*Stored data:*
▼

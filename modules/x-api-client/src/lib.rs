pub mod error;
pub mod types;

pub use error::{Result, XApiError};
pub use types::{ApiProblem, PublicMetrics, User, UserLookupResponse};

use std::time::Duration;

const BASE_URL: &str = "https://api.twitter.com";

/// Fields requested on every user lookup.
const USER_FIELDS: &str = "public_metrics,username,name";

const REQUEST_TIMEOUT: Duration = Duration::from_secs(30);

pub struct XClient {
    client: reqwest::Client,
    base_url: reqwest::Url,
    bearer_token: String,
}

impl XClient {
    pub fn new(bearer_token: String) -> Result<Self> {
        Self::with_base_url(BASE_URL, bearer_token)
    }

    /// Point the client at a different host (used by tests).
    pub fn with_base_url(base_url: &str, bearer_token: String) -> Result<Self> {
        let client = reqwest::Client::builder()
            .timeout(REQUEST_TIMEOUT)
            .build()?;

        let base_url = reqwest::Url::parse(base_url)
            .map_err(|e| XApiError::InvalidUrl(format!("{base_url}: {e}")))?;
        if base_url.cannot_be_a_base() {
            return Err(XApiError::InvalidUrl(base_url.to_string()));
        }

        Ok(Self {
            client,
            base_url,
            bearer_token,
        })
    }

    /// Base URL with `segments` appended, each percent-encoded as a single
    /// path segment.
    fn endpoint(&self, segments: &[&str]) -> Result<reqwest::Url> {
        let mut url = self.base_url.clone();
        url.path_segments_mut()
            .map_err(|_| XApiError::InvalidUrl(self.base_url.to_string()))?
            .pop_if_empty()
            .extend(segments);
        Ok(url)
    }

    /// Look up a user by username. Non-2xx answers come back as
    /// `XApiError::Api` so callers can map 401/404 themselves.
    pub async fn user_by_username(&self, username: &str) -> Result<UserLookupResponse> {
        let url = self.endpoint(&["2", "users", "by", "username", username])?;
        tracing::debug!(username, "x: user lookup");

        let resp = self
            .client
            .get(url)
            .bearer_auth(&self.bearer_token)
            .query(&[("user.fields", USER_FIELDS)])
            .send()
            .await?;

        let status = resp.status();
        if !status.is_success() {
            let body = resp.text().await.unwrap_or_default();
            return Err(XApiError::Api {
                status: status.as_u16(),
                message: body,
            });
        }

        let body = resp.text().await?;
        Ok(serde_json::from_str(&body)?)
    }
}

▲

*TASK INSTRUCTIONS:* Your answer must be every line from the entries that contains the string "reqwest", copied as it stands.

*SOLUTION TO THIS TASK:*
    client: reqwest::Client,
    base_url: reqwest::Url,
        let client = reqwest::Client::builder()
        let base_url = reqwest::Url::parse(base_url)
    fn endpoint(&self, segments: &[&str]) -> Result<reqwest::Url> {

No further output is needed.